The way businesses and people look at their data has changed dramatically in recent years. Since the implementation of the EU’s General Data Protection Regulation (GDPR), organisations of all shapes and sizes that deal with personal data processing have had to make big shifts in many aspects to how they collect, manage, and store personal data.
As a consequence HR departments have had a lot of information and knowledge to catch up with and digest. And with the plethora of information still coming out as data protection rules and regulations change around the world, it can be difficult to know what information to count on.
In this article, we’re going to discuss what professionals in HR departments need to know about data protection. We’ll delve into the most important aspects in regard to keeping your organisation and the data of the individuals you work with secure. This way, you gain the information necessary to safeguard your work and arm yourself with the knowledge for this ever-evolving world of data—including some of the key GDPR issues relevant for HR professionals.
There must be a lawful basis for data processing
Since the implementation of GDPR, organisations must now always document their reason behind processing personal data. The GDPR outlines six lawful bases appropriate for specific circumstances:
- Consent: The individual must agree to the processing of their data.
- Contract in place: A contract must be in place with the individual to supply goods or services they have requested.
- Compliance with legal obligation: Processing data for a particular purpose is a legal requirement.
- Public tasks: This could be to complete official functions or tasks in the public interest, for example. This will typically cover public authorities such as government departments and schools and the police.
- Legitimate interests: It’s lawful when an organisation has a legitimate interest and reason for processing personal data without consent (including commercial benefit) as long as it’s not outweighed by any negative effects on the individual’s rights and freedoms.
- Vital interests: This could be when processing data will protect an individual’s physical integrity or life (either the data subject’s or someone else’s).
Rights of data subjects
Working in HR departments means working with and handling the personal data of colleagues, too. You must treat your organisation as data subjects in the same way you would with customers and clients.

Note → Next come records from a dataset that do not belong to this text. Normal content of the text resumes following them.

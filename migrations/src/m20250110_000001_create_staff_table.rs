use sea_orm_migration::prelude::*;

#[derive(DeriveMigrationName)]
pub struct Migration;

#[async_trait::async_trait]
impl MigrationTrait for Migration {
    async fn up(&self, manager: &SchemaManager) -> Result<(), DbErr> {
        manager
            .create_table(
                Table::create()
                    .table(Staff::Table)
                    .if_not_exists()
                    .col(
                        ColumnDef::new(Staff::StaffId)
                            .integer()
                            .not_null()
                            .auto_increment()
                            .primary_key(),
                    )
                    .col(ColumnDef::new(Staff::StaffName).string().not_null())
                    .col(ColumnDef::new(Staff::StaffCode).string().null())
                    .col(
                        ColumnDef::new(Staff::Email)
                            .string()
                            .not_null()
                            .unique_key(),
                    )
                    .col(ColumnDef::new(Staff::PasswordHash).string().not_null())
                    .col(
                        ColumnDef::new(Staff::Role)
                            .string()
                            .not_null()
                            .default("buyer"),
                    )
                    .col(
                        ColumnDef::new(Staff::Status)
                            .string()
                            .not_null()
                            .default("active"),
                    )
                    .col(
                        ColumnDef::new(Staff::MaxDailyCapacity)
                            .integer()
                            .not_null()
                            .default(20),
                    )
                    .col(ColumnDef::new(Staff::StartLocationName).string().null())
                    .col(
                        ColumnDef::new(Staff::StartLocationLat)
                            .decimal_len(10, 7)
                            .null(),
                    )
                    .col(
                        ColumnDef::new(Staff::StartLocationLng)
                            .decimal_len(10, 7)
                            .null(),
                    )
                    .col(
                        ColumnDef::new(Staff::IsActive)
                            .boolean()
                            .not_null()
                            .default(true),
                    )
                    .col(ColumnDef::new(Staff::CreatedAt).timestamp().not_null())
                    .col(ColumnDef::new(Staff::UpdatedAt).timestamp().null())
                    .to_owned(),
            )
            .await
    }

    async fn down(&self, manager: &SchemaManager) -> Result<(), DbErr> {
        manager
            .drop_table(Table::drop().table(Staff::Table).to_owned())
            .await
    }
}

#[derive(DeriveIden)]
pub enum Staff {
    Table,
    StaffId,
    StaffName,
    StaffCode,
    Email,
    PasswordHash,
    Role,
    Status,
    MaxDailyCapacity,
    StartLocationName,
    StartLocationLat,
    StartLocationLng,
    IsActive,
    CreatedAt,
    UpdatedAt,
}
use chrono::{FixedOffset, NaiveDate, NaiveDateTime, Utc};

/// All persisted timestamps are tz-naive and semantically Asia/Tokyo. This is
/// the single clock source for wall-clock values; only epoch-based code (JWT
/// expiry) reads UTC directly.
pub fn jst_now() -> NaiveDateTime {
    let jst = FixedOffset::east_opt(9 * 3600).expect("fixed +09:00 offset");
    Utc::now().with_timezone(&jst).naive_local()
}

pub fn jst_today() -> NaiveDate {
    jst_now().date()
}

It’s important to make them aware of their rights concerning the way your organisation processes personal information. There are eight data subject rights:
- The right to be informed.
- The right of access.
- The right to rectification.
- The right to erasure.
- The right to restrict processing.
- The right to data portability.
- The right to object.
- Rights related to automated decision making which includes profiling.
Your organisation’s data protection policy must state that employees can submit a DSAR (data subject access request). They must also be told how they can do this. This should be a simple process. Either a written or verbal DSAR will suffice. This can be as simple as an employee saying ‘I want to view my held data’.

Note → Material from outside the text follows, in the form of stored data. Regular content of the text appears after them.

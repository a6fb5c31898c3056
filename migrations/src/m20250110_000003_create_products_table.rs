use sea_orm_migration::prelude::*;

use super::m20250110_000002_create_stores_table::Stores;

#[derive(DeriveMigrationName)]
pub struct Migration;

#[async_trait::async_trait]
impl MigrationTrait for Migration {
    async fn up(&self, manager: &SchemaManager) -> Result<(), DbErr> {
        manager
            .create_table(
                Table::create()
                    .table(Products::Table)
                    .if_not_exists()
                    .col(
                        ColumnDef::new(Products::ProductId)
                            .integer()
                            .not_null()
                            .auto_increment()
                            .primary_key(),
                    )
                    .col(
                        ColumnDef::new(Products::Sku)
                            .string()
                            .not_null()
                            .unique_key(),
                    )
                    .col(ColumnDef::new(Products::ProductName).string().not_null())
                    .col(ColumnDef::new(Products::Category).string().null())
                    .col(
                        ColumnDef::new(Products::IsStoreFixed)
                            .boolean()
                            .not_null()
                            .default(false),
                    )
                    .col(ColumnDef::new(Products::FixedStoreId).integer().null())
                    .col(
                        ColumnDef::new(Products::ExcludeFromRouting)
                            .boolean()
                            .not_null()
                            .default(false),
                    )
                    // {"items": [{"sku": ..., "qty": ...}, ...]}
                    .col(ColumnDef::new(Products::SetSplitRule).json().null())
                    .col(ColumnDef::new(Products::CreatedAt).timestamp().not_null())
                    .col(ColumnDef::new(Products::UpdatedAt).timestamp().null())
                    .foreign_key(
                        ForeignKey::create()
                            .name("fk_products_fixed_store_id")
                            .from(Products::Table, Products::FixedStoreId)
                            .to(Stores::Table, Stores::StoreId)
                            .on_delete(ForeignKeyAction::SetNull),
                    )
                    .to_owned(),
            )
            .await
    }

    async fn down(&self, manager: &SchemaManager) -> Result<(), DbErr> {
        manager
            .drop_table(Table::drop().table(Products::Table).to_owned())
            .await
    }
}

#[derive(DeriveIden)]
pub enum Products {
    Table,
    ProductId,
    Sku,
    ProductName,
    Category,
    IsStoreFixed,
    FixedStoreId,
    ExcludeFromRouting,
    SetSplitRule,
    CreatedAt,
    UpdatedAt,
}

Everyone in HR departments should be trained to recognise when such a data request has been made. They should then process in such a way that ensures they get the requisite information. They’re required to respond with a one-month deadline.
Handling job applications
Job applications hold a huge amount of personal data. HR departs handle CVs and applications which will contain names, addresses, email addresses and employment history.
Just like with employee data, HR departments must explain both their lawful basis for processing such data and how applicants can exercise their data subject rights. The GDPR states organisations can only keep personal data for as long as necessary for the purpose that it was collected. UK employers are legally required to hold on to job applications for six months, however, in case a candidate lodges a discrimination case.
Monitoring of employees
Under GDPR, both CCT and browser histories are classed as personal data. HR departments have access to these types of information and must be careful and lawful in regard to how they process this data.
Furthermore, organisations must have a clear purpose for monitoring and be unobtrusive. Under no circumstances are employers justified in using exhaustive or automated monitoring methods to access employees’ browser history and communications in the workplace—even if they feel they may find evidence they need for misuse.
Acceptable use
While all organisations are interested in ensuring a productive workforce, it must also be made clear that an organisation’s acceptable use policies are as much about data protection. Employees who don’t work in the way they’re expected can create security holes and even cause data breaches. This can be the case when, for example, employees visit disreputable websites which can be the source of viruses and malware and keyloggers which can steal vital personal information. This is, of course, not data protection.
While we’ve covered a great deal of ground, there’s a lot more to know about data protection for HR departments. DPO services can be a fantastic resource for understanding more about data protection in your organisation. They can offer expert advice that will keep your employees and public data secure and help you stay aligned with GDPR.